This is a simple Capstone Project to get to know Airflow functionalities and capabilities. It was build through the modules of the GridU Apache Airflow course. It includes the use of DAGs, tasks, operators, branching, subDAGs, and connections.

the important concepts

DAGs

Airflow DAGs are workflows that can be defined and orchestrated in Airflow. They consist of a set of tasks that need to be executed in a particular order, with each task representing a unit of work and the dependencies between tasks representing the order in which they need to be executed. To document a DAG, key pieces of information that should be included are the DAG name, description, schedule, default arguments, tasks, dependencies, and author/contact information. This documentation makes it easier for users to understand the purpose and functionality of the DAG and modify it as needed.

tasks

Tasks in are individual units of work that need to be executed and are defined using various operators such as BashOperator, PythonOperator, or SQLOperator. Tasks can have dependencies on other tasks within the same DAG, and these dependencies determine the order in which tasks are executed. Additionally, tasks can have other attributes such as retries, timeout, priority_weight, queue, and pool. By defining tasks and their dependencies within a DAG, Airflow can automatically execute the tasks in the correct order, manage retries and timeouts, and handle task failures, making it easier to manage complex workflows and ensure that all tasks are completed successfully.

operators

Operators are building blocks for defining tasks within a DAG. They define the actual work that needs to be done and are specific to the type of task, such as running a shell command or executing a Python function. Operators can be chained together to define the dependencies between tasks, and Airflow allows for custom operators to be defined for greater flexibility.

custom operators

Custom operators allow users to define their own operators for performing tasks not covered by built-in operators. Users can create a new Python class that inherits from an existing operator class and customize it with specific functionality. This provides greater flexibility and enables users to create tailored operators for their specific needs.

branching

Branching allows for conditional execution of tasks within a DAG. The BranchPythonOperator executes a Python function that returns the ID of the next task to execute based on the result of the previous task. This enables the creation of complex workflows with multiple paths based on task outcomes.

subDAGs

SubDAGs allow for modularization and code reuse within a DAG. They group a set of tasks into a smaller workflow that can be added to the main DAG as a single task. SubDAGs simplify complex workflows and improve code maintainability by reducing duplication.

connections

the structure of the project

DAGs

jobs DAG

This is the main DAG, the one that has the tasks that access the database and works with the tables of the connection. The general structure of it looks like this:

It consists of the following tasks:

  1. print_process_start: PythonOperator that logs to console the start of the process.

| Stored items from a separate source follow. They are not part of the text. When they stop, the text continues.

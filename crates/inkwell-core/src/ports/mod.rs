//! Ports - trait definitions for the client's collaborators.
//! Infrastructure (HTTP, address bar, editor widget, prompts) implements these.

mod address;
mod confirm;
mod editor;
mod transport;

pub use address::AddressBar;
pub use confirm::Confirm;
pub use editor::EditorSurface;
pub use transport::{ApiRequest, ApiResponse, Method, RequestBody, Transport, TransportError};
//! Wiring of one editing session: engine plus the concrete adapters.

use std::sync::Arc;

use inkwell_core::ports::{Confirm, EditorSurface};
use inkwell_core::sync::{SyncEngine, StatusLine};
use inkwell_infra::{BufferEditor, ReqwestTransport, UrlAddressBar};

use crate::config::AppConfig;

pub struct Session {
    pub engine: Arc<SyncEngine>,
    pub editor: Arc<BufferEditor>,
    pub address: Arc<UrlAddressBar>,
}

impl Session {
    /// Build a session on the editor page for `id` (or a fresh draft).
    pub fn open(
        config: &AppConfig,
        id: Option<&str>,
        confirm: Arc<dyn Confirm>,
    ) -> anyhow::Result<Self> {
        let transport = Arc::new(ReqwestTransport::new(&config.http)?);
        let address = Arc::new(UrlAddressBar::parse(&config.editor_address(id))?);
        let editor = Arc::new(BufferEditor::new());

        let engine = Arc::new(SyncEngine::new(
            config.sync.clone(),
            transport,
            editor.clone(),
            address.clone(),
            confirm,
        ));

        tracing::debug!(address = %address.current(), "Session opened");
        Ok(Self {
            engine,
            editor,
            address,
        })
    }

    /// Load the post named by the address, if any.
    pub async fn load(&self) -> anyhow::Result<bool> {
        Ok(self.engine.load_from_address().await?)
    }

    /// Save whatever the editor currently holds.
    pub async fn save(&self) -> anyhow::Result<()> {
        let title = self.editor.title();
        let content = self.editor.content();
        self.engine.save(&title, &content).await?;
        Ok(())
    }

    /// One-line summary of the post for terminal output.
    pub fn summary(&self) -> String {
        let record = self.engine.store().snapshot();
        let id = record
            .id
            .as_ref()
            .map(ToString::to_string)
            .unwrap_or_else(|| "-".to_string());
        format!(
            "#{} {} [{}] updated_on={} tags={}",
            id,
            record.title,
            record.publish_label(),
            record.updated_on.as_deref().unwrap_or("-"),
            record.tags.join(",")
        )
    }
}

/// Render a status line as `[Draft | T1] Saved`.
pub fn render_status(line: &StatusLine) -> String {
    let stamp = line.updated_on.as_deref().unwrap_or("never saved");
    match &line.message {
        Some(message) => format!("[{} | {}] {}", line.publish_label(), stamp, message),
        None => format!("[{} | {}]", line.publish_label(), stamp),
    }
}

  1. get_current_user: BashOperator that runs whoami command inside terminal to read user name.

  1. check_table_exists: BranchPythonOperator that checks wether the schema already contains a table to register users and chooses if it should skip or not the task that creates the table.
  2. create_table: PostgresOperator that creates a table inside the schema of Postgres to be able to later insert registers.
  3. insert_row: PostgresOperator that inserts a row in the table with the user obtained by the bash operator including and ID and the registration date.
  4. query_table: PostgresOperator that queries the filled table to read all the rows and log them.

trigger DAG

This DAG is in charge of waiting for the file run to be inside the data path.

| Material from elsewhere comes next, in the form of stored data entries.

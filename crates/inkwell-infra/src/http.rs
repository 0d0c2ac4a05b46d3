//! HTTP transport backed by reqwest.

use std::time::Duration;

use async_trait::async_trait;
use reqwest::header::{ACCEPT, CONTENT_TYPE, COOKIE};
use url::Url;

use inkwell_core::ports::{ApiRequest, ApiResponse, Method, RequestBody, Transport, TransportError};

use crate::error::InfraError;

/// Backend connection settings.
#[derive(Debug, Clone)]
pub struct HttpConfig {
    /// Origin the `/api/v1` paths are resolved against.
    pub base_url: String,
    pub timeout: Duration,
    /// Raw `Cookie` header value for an existing login session.
    pub session_cookie: Option<String>,
}

impl Default for HttpConfig {
    fn default() -> Self {
        Self {
            base_url: "http://localhost:8000".to_string(),
            timeout: Duration::from_secs(30),
            session_cookie: None,
        }
    }
}

impl HttpConfig {
    pub fn from_env() -> Self {
        let defaults = Self::default();
        Self {
            base_url: std::env::var("INKWELL_BASE_URL").unwrap_or(defaults.base_url),
            timeout: std::env::var("INKWELL_REQUEST_TIMEOUT_SECS")
                .ok()
                .and_then(|s| s.parse().ok())
                .map(Duration::from_secs)
                .unwrap_or(defaults.timeout),
            session_cookie: std::env::var("INKWELL_SESSION_COOKIE")
                .ok()
                .filter(|v| !v.trim().is_empty()),
        }
    }
}

/// Credentialed JSON transport.
///
/// Keeps a cookie jar so a session established by the backend sticks across
/// requests. Does not retry and does not look at status codes.
#[derive(Clone)]
pub struct ReqwestTransport {
    client: reqwest::Client,
    base: Url,
    session_cookie: Option<String>,
}

impl ReqwestTransport {
    pub fn new(config: &HttpConfig) -> Result<Self, InfraError> {
        let base = Url::parse(&config.base_url).map_err(|e| InfraError::InvalidUrl {
            url: config.base_url.clone(),
            reason: e.to_string(),
        })?;
        let client = reqwest::Client::builder()
            .cookie_store(true)
            .timeout(config.timeout)
            .build()
            .map_err(|e| InfraError::Client(e.to_string()))?;

        Ok(Self {
            client,
            base,
            session_cookie: config.session_cookie.clone(),
        })
    }

    pub fn base_url(&self) -> &Url {
        &self.base
    }

    fn resolve(&self, path: &str) -> Result<Url, TransportError> {
        self.base
            .join(path)
            .map_err(|e| TransportError::Encode(format!("bad path '{}': {}", path, e)))
    }
}

#[async_trait]
impl Transport for ReqwestTransport {
    async fn send(&self, request: ApiRequest) -> Result<ApiResponse, TransportError> {
        let method = match request.method {
            Method::Get => reqwest::Method::GET,
            Method::Post => reqwest::Method::POST,
            Method::Patch => reqwest::Method::PATCH,
            Method::Delete => reqwest::Method::DELETE,
        };
        let url = self.resolve(&request.path)?;

        let mut builder = self
            .client
            .request(method, url)
            .header(ACCEPT, "application/json");
        if let Some(cookie) = &self.session_cookie {
            builder = builder.header(COOKIE, cookie);
        }

        builder = match request.body {
            RequestBody::Empty => builder,
            RequestBody::Json(value) => {
                let bytes =
                    serde_json::to_vec(&value).map_err(|e| TransportError::Encode(e.to_string()))?;
                builder.header(CONTENT_TYPE, "application/json").body(bytes)
            }
            RequestBody::Multipart {
                field,
                file_name,
                content_type,
                bytes,
            } => {
                let part = reqwest::multipart::Part::bytes(bytes)
                    .file_name(file_name)
                    .mime_str(&content_type)
                    .map_err(|e| TransportError::Encode(e.to_string()))?;
                builder.multipart(reqwest::multipart::Form::new().part(field, part))
            }
        };

        let response = builder
            .send()
            .await
            .map_err(|e| TransportError::Network(e.to_string()))?;
        let status = response.status().as_u16();
        let body = response
            .bytes()
            .await
            .map_err(|e| TransportError::Network(e.to_string()))?
            .to_vec();

        tracing::debug!(
            method = request.method.as_str(),
            path = %request.path,
            status,
            "Response received"
        );
        Ok(ApiResponse { status, body })
    }
}

#[cfg(test)]
mod tests {
    use super::*;
    use std::io::{Read, Write};
    use std::net::TcpListener;

    /// Accept one connection, hand the raw request to the caller, reply with `response`.
    fn serve_once(response: &'static str) -> (String, std::thread::JoinHandle<String>) {
        let listener = TcpListener::bind("127.0.0.1:0").expect("bind");
        let addr = listener.local_addr().expect("local addr");

        let handle = std::thread::spawn(move || {
            let (mut stream, _) = listener.accept().expect("accept");
            stream
                .set_read_timeout(Some(Duration::from_secs(2)))
                .expect("set_read_timeout");

            let mut buf = Vec::new();
            let mut tmp = [0u8; 4096];
            loop {
                let n = match stream.read(&mut tmp) {
                    Ok(0) | Err(_) => break,
                    Ok(n) => n,
                };
                buf.extend_from_slice(&tmp[..n]);
                if request_complete(&buf) {
                    break;
                }
            }

            stream.write_all(response.as_bytes()).expect("write response");
            String::from_utf8_lossy(&buf).into_owned()
        });

        (format!("http://{}", addr), handle)
    }

    fn request_complete(buf: &[u8]) -> bool {
        let Some(head_end) = buf.windows(4).position(|w| w == b"\r\n\r\n") else {
            return false;
        };
        let head = String::from_utf8_lossy(&buf[..head_end]).to_lowercase();
        let length = head
            .lines()
            .find_map(|line| line.strip_prefix("content-length:"))
            .and_then(|v| v.trim().parse::<usize>().ok())
            .unwrap_or(0);
        buf.len() >= head_end + 4 + length
    }

    #[test]
    fn default_config_builds_client() {
        let config = HttpConfig::default();
        assert_eq!(config.base_url, "http://localhost:8000");
        assert_eq!(config.timeout, Duration::from_secs(30));
        assert!(ReqwestTransport::new(&config).is_ok());
    }

    #[test]
    fn rejects_invalid_base_url() {
        let config = HttpConfig {
            base_url: "not a url".to_string(),
            ..HttpConfig::default()
        };
        assert!(matches!(
            ReqwestTransport::new(&config),
            Err(InfraError::InvalidUrl { .. })
        ));
    }

    #[tokio::test]
    async fn sends_json_with_credentials_and_returns_raw_status() {
        let (base_url, server) = serve_once(
            "HTTP/1.1 409 Conflict\r\nContent-Type: application/json\r\nContent-Length: 18\r\nConnection: close\r\n\r\n{\"error\":\"stale\"}\n",
        );
        let transport = ReqwestTransport::new(&HttpConfig {
            base_url,
            session_cookie: Some("session=abc123".to_string()),
            ..HttpConfig::default()
        })
        .expect("transport");

        let request = ApiRequest::new(Method::Patch, "/api/v1/post/42")
            .json(&serde_json::json!({"title": "Hello", "updated_on": "T1"}))
            .expect("json body");
        let response = transport.send(request).await.expect("response");

        assert_eq!(response.status, 409);
        assert!(!response.is_success());

        let raw = server.join().expect("server thread").to_lowercase();
        assert!(raw.starts_with("patch /api/v1/post/42 "), "request line: {raw:?}");
        assert!(raw.contains("content-type: application/json"));
        assert!(raw.contains("cookie: session=abc123"));
        assert!(raw.contains("\"updated_on\":\"t1\""));
    }

    #[tokio::test]
    async fn network_failure_is_a_transport_error() {
        let addr = {
            let listener = TcpListener::bind("127.0.0.1:0").expect("bind");
            listener.local_addr().expect("local addr")
        };
        let transport = ReqwestTransport::new(&HttpConfig {
            base_url: format!("http://{}", addr),
            timeout: Duration::from_secs(2),
            session_cookie: None,
        })
        .expect("transport");

        let err = transport
            .send(ApiRequest::new(Method::Get, "/api/v1/post/1"))
            .await
            .expect_err("nothing is listening");
        assert!(matches!(err, TransportError::Network(_)));
    }
}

Once it finds the file, triggers the other DAG and runs other tasks inside its subGAD.

subDAG

The trigger DAG's subDAG task is conformed by multiple tasks that work with reading, logging and managing the process of the main DAG (the jobs_dag) and basically consists in making sure everything is working as expected and letting the user know that.

Its tasks are:

  1. sensor_triggered_dag
  2. print_result
  3. rm_file
  4. create_finished_file

sensor DAGs

There are multiple sensor DAGs in the project, they are in charge of checking wether the necessary file is where it is suposed to be in the path.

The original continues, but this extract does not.